The word is startled from him before he can school his face, stop his voice. He's a sailor, son and grandson and great-grandson of the fisherfolk of District 4. Ships and boats and their rhythms and moods have sailed into and out of his story his whole life.
He'd be more impressed with the view if he hadn't spent so long in the Capitol, where their technology lets them perpetrate so very many illusions and frauds.
"You're trying to tell me I'm on a ship in the stars."
no subject
Irian is attempting to be patient with him, and for the time being she's succeeding. If she were on board her own ship, she would have better things to do than stand here and talk to a stranger. But this isn't her ship, and he looks approximately as lost as she knows she herself felt when she first arrived, if not more so. It's obvious enough he's not from a world anything like her own; there's at least some sense of familiarity for her.
"You were brought here by a being called Q. He seems to enjoy kidnapping people from other worlds to transport them here — but the people who live and work on this ship will do nothing to harm you."
That much, she knows for certain. No Starfleet officer would willingly hurt an unarmed and defenseless civilian. Whether he believes her or not is up to him, but it should certainly be clear enough that she believes what she's saying.
no subject
What she goes on to say, though, makes even less sense.
Except it's also sickeningly familiar. He looks back from the window (or screen, he's still not sold on that as a genuine view into space) to her.
He's good at words, good at people, at finding the gaps in what they say and leveraging them. Now, though, he goes for the direct approach.
"And what about Q?" he asks, his smile cold.
He's been taken and transported before, many, many times. In his experience, it doesn't happen because people wish him no harm.
no subject
She takes a couple steps back, only to pick up her tea from where she'd left it and bring it with her, sitting down at a table within conversation range. He's welcome to sit with her — although, studying him, she wouldn't be surprised if he chose not to.

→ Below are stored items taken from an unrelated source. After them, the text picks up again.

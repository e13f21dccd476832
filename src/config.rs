use std::path::{Path, PathBuf};

use serde::{Deserialize, Serialize};

use crate::error::ConfigError;

/// Site configuration, loaded once from a JSON file and read-only afterwards.
///
/// Only three keys are interpreted by the pipeline itself. Every other key in
/// the file lands in `extra` and is passed through to templates under
/// `config.<key>`, so themes can define their own settings (base URL, site
/// name, analytics snippets) without the core knowing about them.
#[derive(Debug, Clone, Serialize, Deserialize)]
pub struct Config {
    /// URL of the podcast RSS feed
    #[serde(rename = "feed_URL")]
    pub feed_url: String,

    /// Directory the site is written into
    pub output_dir: PathBuf,

    /// Directory containing the theme templates (frontpage.html, episode.html)
    pub theme_dir: PathBuf,

    /// Unrecognized keys, preserved for the template context
    #[serde(flatten)]
    pub extra: serde_json::Map<String, serde_json::Value>,
}

/// Load the configuration from a JSON file.
///
/// Missing recognized keys are a parse error here, not a failure at first
/// use later in the run.
pub fn load_config(path: &Path) -> Result<Config, ConfigError> {
    let content = std::fs::read_to_string(path).map_err(|e| ConfigError::ReadFailed {
        path: path.to_path_buf(),
        source: e,
    })?;

    serde_json::from_str(&content).map_err(|e| ConfigError::ParseFailed {
        path: path.to_path_buf(),
        source: e,
    })
}
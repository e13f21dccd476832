mod fetch;
mod parse;

pub use fetch::fetch_feed;
pub use parse::{Enclosure, FeedItem, Podcast, parse_feed};
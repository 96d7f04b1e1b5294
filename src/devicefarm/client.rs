//! Device Farm Client
//!
//! Main client for interacting with the Device Farm API, combining request
//! signing and HTTP functionality.

use super::api::{
    CreateDevicePoolParams, CreateProjectParams, DeviceFarmApi, DevicePoolPage,
    ListDevicePoolsParams, UpdateDevicePoolParams, UpdateProjectParams,
};
use super::auth::{self, AwsCredentials, SigningRequest};
use super::http::{DeviceFarmHttpClient, CONTENT_TYPE};
use crate::config::Config;
use anyhow::{Context, Result};
use async_trait::async_trait;
use serde::Serialize;
use serde_json::{json, Value};
use url::Url;

/// Prefix of the `X-Amz-Target` header
const TARGET_PREFIX: &str = "DeviceFarm_20150623";

/// Main Device Farm client
#[derive(Clone)]
pub struct DeviceFarmClient {
    pub credentials: AwsCredentials,
    pub http: DeviceFarmHttpClient,
    pub endpoint: Url,
    pub region: String,
}

impl DeviceFarmClient {
    /// Create a new client using credentials from the environment
    pub fn new(config: &Config) -> Result<Self> {
        let credentials =
            AwsCredentials::from_env().context("Failed to load AWS credentials")?;
        Self::with_credentials(config, credentials)
    }

    /// Create a new client with explicit credentials
    pub fn with_credentials(config: &Config, credentials: AwsCredentials) -> Result<Self> {
        let endpoint = config.effective_endpoint()?;
        let region = config.effective_region()?;
        let http = DeviceFarmHttpClient::new(config.timeout())?;

        tracing::debug!("Device Farm endpoint: {} ({})", endpoint, region);

        Ok(Self {
            credentials,
            http,
            endpoint,
            region,
        })
    }

    /// `Host` header value, including a non-default port
    fn host(&self) -> String {
        let host = self.endpoint.host_str().unwrap_or_default();
        match self.endpoint.port() {
            Some(port) => format!("{}:{}", host, port),
            None => host.to_string(),
        }
    }

    /// Invoke a Device Farm operation with a JSON body
    pub async fn call<T: Serialize + ?Sized>(&self, operation: &str, params: &T) -> Result<Value> {
        let target = format!("{}.{}", TARGET_PREFIX, operation);
        let body = serde_json::to_vec(params).context("Failed to serialize request")?;
        let host = self.host();

        let signed = auth::sign_request(
            &self.credentials,
            &self.region,
            &SigningRequest {
                host: &host,
                content_type: CONTENT_TYPE,
                target: &target,
                body: &body,
            },
            chrono::Utc::now(),
        )?;

        self.http
            .post(self.endpoint.as_str(), &target, body, &signed)
            .await
            .with_context(|| format!("{} failed", operation))
    }
}

/// Pull the ARN out of a create response, e.g. `{"project": {"arn": ...}}`
fn extract_arn(response: &Value, entity: &str) -> Result<String> {
    response
        .get(entity)
        .and_then(|v| v.get("arn"))
        .and_then(|v| v.as_str())
        .filter(|arn| !arn.is_empty())
        .map(str::to_string)
        .ok_or_else(|| anyhow::anyhow!("Response has no {}.arn", entity))
}

#[async_trait]
impl DeviceFarmApi for DeviceFarmClient {
    async fn create_project(&self, params: &CreateProjectParams) -> Result<String> {
        let response = self.call("CreateProject", params).await?;
        extract_arn(&response, "project")
    }

    async fn update_project(&self, params: &UpdateProjectParams) -> Result<()> {
        self.call("UpdateProject", params).await?;
        Ok(())
    }

    async fn delete_project(&self, arn: &str) -> Result<()> {
        self.call("DeleteProject", &json!({ "arn": arn })).await?;
        Ok(())
    }

    async fn create_device_pool(&self, params: &CreateDevicePoolParams) -> Result<String> {
        let response = self.call("CreateDevicePool", params).await?;
        extract_arn(&response, "devicePool")
    }

    async fn update_device_pool(&self, params: &UpdateDevicePoolParams) -> Result<()> {
        self.call("UpdateDevicePool", &params.to_request_body())
            .await?;
        Ok(())
    }

    async fn delete_device_pool(&self, arn: &str) -> Result<()> {
        self.call("DeleteDevicePool", &json!({ "arn": arn })).await?;
        Ok(())
    }

    async fn list_device_pools(&self, params: &ListDevicePoolsParams) -> Result<DevicePoolPage> {
        let response = self.call("ListDevicePools", params).await?;
        serde_json::from_value(response).context("Failed to parse ListDevicePools response")
    }
}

"Q is from a race of seemingly god-like beings. I fear there's little we can do to resist him — for the time being."
It's fairly obvious that doesn't sit well with her. Irian cannot complain about the treatment she's been afforded on board Enterprise — they have been more courteous with her than she anticipated, as someone who is, in this timeline, technically an enemy national. But she's also too conscious of the fact that they're stuck in a cage, even if it is a cage with decent food and comfortable quarters.